> [What is being asked]
Each record needs to be echoed exactly; can you do that?

[Stored records]
=-=-=

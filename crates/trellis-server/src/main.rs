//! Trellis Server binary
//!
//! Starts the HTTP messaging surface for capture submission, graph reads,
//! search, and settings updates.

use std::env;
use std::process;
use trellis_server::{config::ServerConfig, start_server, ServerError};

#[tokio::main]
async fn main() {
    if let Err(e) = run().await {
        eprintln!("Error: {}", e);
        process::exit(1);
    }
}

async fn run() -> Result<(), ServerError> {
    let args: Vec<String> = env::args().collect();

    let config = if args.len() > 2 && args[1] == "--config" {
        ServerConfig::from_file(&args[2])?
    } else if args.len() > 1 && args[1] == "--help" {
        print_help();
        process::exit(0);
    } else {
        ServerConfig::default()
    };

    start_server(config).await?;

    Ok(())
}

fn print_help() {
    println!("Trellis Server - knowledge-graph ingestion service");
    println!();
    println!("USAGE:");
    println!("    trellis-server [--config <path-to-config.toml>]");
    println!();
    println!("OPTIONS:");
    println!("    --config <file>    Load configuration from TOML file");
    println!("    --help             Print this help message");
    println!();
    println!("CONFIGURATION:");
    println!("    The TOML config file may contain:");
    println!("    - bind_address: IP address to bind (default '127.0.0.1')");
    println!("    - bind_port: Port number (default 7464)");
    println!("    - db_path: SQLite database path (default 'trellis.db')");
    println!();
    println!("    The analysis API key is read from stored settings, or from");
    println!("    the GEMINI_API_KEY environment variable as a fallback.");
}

=-=-=

> [Written solution]
filename crates/trellis-server/src/main.rs
//! Trellis Server binary
//!
//! Starts the HTTP messaging surface for capture submission, graph reads,
//! search, and settings updates.

use std::env;
use std::process;
use trellis_server::{config::ServerConfig, start_server, ServerError};

#[tokio::main]
async fn main() {
    if let Err(e) = run().await {
        eprintln!("Error: {}", e);
        process::exit(1);
    }
}

async fn run() -> Result<(), ServerError> {
    let args: Vec<String> = env::args().collect();

    let config = if args.len() > 2 && args[1] == "--config" {
        ServerConfig::from_file(&args[2])?
    } else if args.len() > 1 && args[1] == "--help" {
        print_help();
        process::exit(0);
    } else {
        ServerConfig::default()
    };

    start_server(config).await?;

    Ok(())
}

fn print_help() {
    println!("Trellis Server - knowledge-graph ingestion service");
    println!();
    println!("USAGE:");
    println!("    trellis-server [--config <path-to-config.toml>]");
    println!();
    println!("OPTIONS:");
    println!("    --config <file>    Load configuration from TOML file");
    println!("    --help             Print this help message");
    println!();
    println!("CONFIGURATION:");
    println!("    The TOML config file may contain:");
    println!("    - bind_address: IP address to bind (default '127.0.0.1')");
    println!("    - bind_port: Port number (default 7464)");
    println!("    - db_path: SQLite database path (default 'trellis.db')");
    println!();
    println!("    The analysis API key is read from stored settings, or from");
    println!("    the GEMINI_API_KEY environment variable as a fallback.");
}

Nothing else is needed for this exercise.